A irritação de Alyce não passava, e os médicos desconfiavam de que havia alguma coisa errada. Fui várias vezes à clínica da família perguntar sobre o resultado do teste do pezinho. Minha filha tinha convulsões e chegou a tomar remédios fortes para controlar, que só pioravam o quadro. Com 1 ano, ainda não sentava nem fixava o olhar. Somente aos 2 começou a andar. Após o diagnóstico, tiramos todo alimento com proteína da alimentação dela e as convulsões pararam. Se o resultado do teste do pezinho tivesse saído no tempo certo, nada disso teria acontecido.

O QUE APONTA O EXAME

O teste do pezinho realizado no SUS rastreia seis doenças: fenilcetonúria, fibrose cística, doença falciforme, hipotireoidismo congênito, deficiência de biotinidAse e hiperplasia adrenal congênita.
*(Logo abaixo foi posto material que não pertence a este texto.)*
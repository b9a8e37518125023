//! Backtest request assembly.
//!
//! Combines both sides' persisted artifacts with the selected ticker and
//! look-back window into the payload the backtest service expects. Sending
//! the request is left to the caller.

use serde::{Deserialize, Serialize};
use tracing::warn;

use crate::domain::compiler::IndicatorParams;
use crate::domain::error::StratError;
use crate::domain::side::Side;
use crate::ports::store_port::KeyValueStore;

pub const TICKER_KEY: &str = "ticker";
pub const SELECTED_TICKER_KEY: &str = "selectedTicker";
pub const DAYS_KEY: &str = "days";
pub const DEFAULT_DAYS: u32 = 100;

#[derive(Debug, Clone, PartialEq, Serialize, Deserialize)]
pub struct BacktestRequest {
    pub ticker: String,
    pub limit: u32,
    pub buy: Vec<IndicatorParams>,
    pub buy_exp: String,
    pub sell: Vec<IndicatorParams>,
    pub sell_exp: String,
}

/// Values that take precedence over what the store holds.
#[derive(Debug, Clone, Default)]
pub struct RequestOverrides {
    pub ticker: Option<String>,
    pub days: Option<u32>,
}

/// Records the ticker and window selection in the store.
pub fn store_selection(
    store: &dyn KeyValueStore,
    ticker: Option<&str>,
    days: u32,
) -> Result<(), StratError> {
    if let Some(t) = ticker.filter(|t| !t.is_empty()) {
        store.set(SELECTED_TICKER_KEY, t)?;
        store.set(TICKER_KEY, t)?;
    }
    store.set(DAYS_KEY, &days.to_string())
}

pub fn assemble(
    store: &dyn KeyValueStore,
    overrides: &RequestOverrides,
) -> Result<BacktestRequest, StratError> {
    // The selection the user last made wins; `ticker` is the fallback key.
    let ticker = match &overrides.ticker {
        Some(t) => t.clone(),
        None => match non_empty(store.get(SELECTED_TICKER_KEY)?) {
            Some(t) => t,
            None => non_empty(store.get(TICKER_KEY)?).unwrap_or_default(),
        },
    };

    let limit = match overrides.days {
        Some(d) => d,
        None => parse_days(store.get(DAYS_KEY)?.as_deref()),
    };

    let (buy, buy_exp) = side_artifacts(store, Side::Buy)?;
    let (sell, sell_exp) = side_artifacts(store, Side::Sell)?;

    Ok(BacktestRequest {
        ticker,
        limit,
        buy,
        buy_exp,
        sell,
        sell_exp,
    })
}

fn non_empty(value: Option<String>) -> Option<String> {
    value.filter(|v| !v.trim().is_empty())
}

/// Stored window length; missing, blank or non-positive values fall back to the default.
pub fn parse_days(raw: Option<&str>) -> u32 {
    raw.and_then(|d| d.trim().parse::<u32>().ok())
        .filter(|d| *d > 0)
        .unwrap_or(DEFAULT_DAYS)
}

fn side_artifacts(
    store: &dyn KeyValueStore,
    side: Side,
) -> Result<(Vec<IndicatorParams>, String), StratError> {
    let params = match non_empty(store.get(side.params_key())?) {
        Some(raw) => serde_json::from_str(&raw).unwrap_or_else(|e| {
            warn!(%side, error = %e, "persisted parameter array is corrupt, sending none");
            Vec::new()
        }),
        None => Vec::new(),
    };
    let expression = store.get(side.expression_key())?.unwrap_or_default();
    Ok((params, expression))
}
Nenhuma delas tem cura, mas a intervenção médica precoce, antes do surgimento dos sintomas, pode mudar completamente o rumo dessas doenças, melhorando a qualidade de vida dos pacientes e evitando sequelas

Testagem tardia perde o propósito

Em março do ano passado, o PNTN foi transferido do Instituto Estadual de Diabetes e Endocrinologia (Iede) para a Associação de Pais e Amigos dos Excepcionais (Apae-Rio), que passou a ser responsável por 100% dos testes do pezinho da rede pública do estado. O contrato, com validade de um ano, prevê o pagamento de R$ 7 milhões pelas análises. Em reunião no Cremerj, em maio, representantes da SES garantiram que os exames atrasados foram realizados.

Os problemas na realização do teste do pezinho começaram no final de 2015 e culminaram em junho de 2016, quando o Iede deixou de receber da SES os repasses federais. Sem reagentes para as testagens, o instituto acumulou 106 mil amostras não analisadas até fevereiro de 2017.
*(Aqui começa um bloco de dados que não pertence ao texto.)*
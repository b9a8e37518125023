//! SQLite key/value store adapter.

use crate::domain::error::StratError;
use crate::ports::config_port::ConfigPort;
use crate::ports::store_port::KeyValueStore;
use r2d2::Pool;
use r2d2_sqlite::SqliteConnectionManager;
use rusqlite::{params, OptionalExtension};

const DEFAULT_POOL_SIZE: i64 = 2;
const MAX_POOL_SIZE: u32 = 16;

pub struct SqliteStore {
    pool: Pool<SqliteConnectionManager>,
}

impl SqliteStore {
    pub fn from_config(config: &dyn ConfigPort) -> Result<Self, StratError> {
        let db_path =
            config
                .get_string("store", "path")
                .ok_or_else(|| StratError::ConfigMissing {
                    section: "store".into(),
                    key: "path".into(),
                })?;

        let pool_size = pool_size(config);

        let manager = SqliteConnectionManager::file(&db_path);
        let pool = Pool::builder()
            .max_size(pool_size)
            .build(manager)
            .map_err(|e: r2d2::Error| StratError::Store {
                reason: e.to_string(),
            })?;

        let store = Self { pool };
        store.initialize_schema()?;
        Ok(store)
    }

    pub fn in_memory() -> Result<Self, StratError> {
        let manager = SqliteConnectionManager::memory();
        let pool = Pool::builder()
            .max_size(1)
            .build(manager)
            .map_err(|e: r2d2::Error| StratError::Store {
                reason: e.to_string(),
            })?;

        let store = Self { pool };
        store.initialize_schema()?;
        Ok(store)
    }

    fn connection(
        &self,
    ) -> Result<r2d2::PooledConnection<SqliteConnectionManager>, StratError> {
        self.pool.get().map_err(|e: r2d2::Error| StratError::Store {
            reason: e.to_string(),
        })
    }

    fn initialize_schema(&self) -> Result<(), StratError> {
        let conn = self.connection()?;
        conn.execute_batch(
            "CREATE TABLE IF NOT EXISTS kv (
                key TEXT PRIMARY KEY NOT NULL,
                value TEXT NOT NULL
            );",
        )
        .map_err(|e: rusqlite::Error| StratError::StoreQuery {
            reason: e.to_string(),
        })?;
        Ok(())
    }
}

/// `[store] pool_size`, clamped to `1..=MAX_POOL_SIZE`. r2d2 opens
/// `max_size` idle connections up front, so large values are capped.
fn pool_size(config: &dyn ConfigPort) -> u32 {
    let requested = config.get_int("store", "pool_size", DEFAULT_POOL_SIZE);
    u32::try_from(requested.max(1))
        .unwrap_or(MAX_POOL_SIZE)
        .min(MAX_POOL_SIZE)
}

impl KeyValueStore for SqliteStore {
    fn get(&self, key: &str) -> Result<Option<String>, StratError> {
        let conn = self.connection()?;
        conn.query_row("SELECT value FROM kv WHERE key = ?1", params![key], |row| {
            row.get::<_, String>(0)
        })
        .optional()
        .map_err(|e: rusqlite::Error| StratError::StoreQuery {
            reason: e.to_string(),
        })
    }

    fn set(&self, key: &str, value: &str) -> Result<(), StratError> {
        let conn = self.connection()?;
        conn.execute(
            "INSERT OR REPLACE INTO kv (key, value) VALUES (?1, ?2)",
            params![key, value],
        )
        .map_err(|e: rusqlite::Error| StratError::StoreQuery {
            reason: e.to_string(),
        })?;
        Ok(())
    }
}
A testagem tardia das amostras, no entanto, perde o propósito, que é diagnosticar a doença antes do surgimento dos sintomas e da instalação de sequelas irreversíveis. Mais do que isso, pode atrapalhar diagnósticos, já que as testagens para algumas das seis doenças, como é o caso da deficiência de biotinidase, perdem a confiabilidade.

— O teste do pezinho só faz sentido nos primeiros meses de vida do bebê. Por isso, deve ser coletado entre o terceiro e o quinto dia de vida, de forma que, se der alterado, a segunda coleta para confirmação seja feita antes de a criança completar 1 mês. No caso da fibrose cística, por exemplo, se a coleta é feita após 1 mês de vida, o resultado não será confiável, porque o metabolismo da criança vai mudando — explicou Ricardo Meirelles, diretor do Iede, referência no estado para deficiência de biotinidase.

‘Falhas grosseiras’ na transição para a Apae

A paralisação do PNTN e sua transição para a Apae foi acompanhada pelo Cremerj, que fez reuniões para minimizar os problemas.

— Houve falha grosseira na transição da triagem do Iede para a Apae. Não há dúvida de que houve prejuízo no processamento tardio dessas amostras acumuladas — disse Gil Simões, ex-conselheiro do Cremerj.

As falhas apontadas por Simões são descritas no relatório da auditoria do Ministério da Saúde na Apae. Na primeira visita, “verificou-se que os resultados estão demorando uma média de 30 dias para serem liberados no sistema”. Na segunda vistoria, em março, o relatório informa que os resultados estão sendo lançados de cinco a sete dias a partir da chegada das amostras ao laboratório. O documento lembra, porém, “o tempo preconizado da amostra dentro do laboratório é de no máximo cinco dias”. O documento afirma também que persistem os problemas na busca ativa de casos que necessitam retestagem.

Diretor médico da ApaeRio, Fernando Rocha garante que os problemas foram sanados e que os 1.500 casos pendentes para retestagem são de amostras acumuladas no Iede e sem endereço da mãe.

A SES não respondeu por que o Iede ficou sem reagentes e paralisou o PNTN. Afirmou que “as crianças de 2016 que apresentaram alteração nos exames foram reavaliadas por profissionais de saúde”. A secretaria disse também que os testes do pezinho estão em dia no estado, com entrega de resultados online em cinco dias úteis no site Conexão Saúde RJ.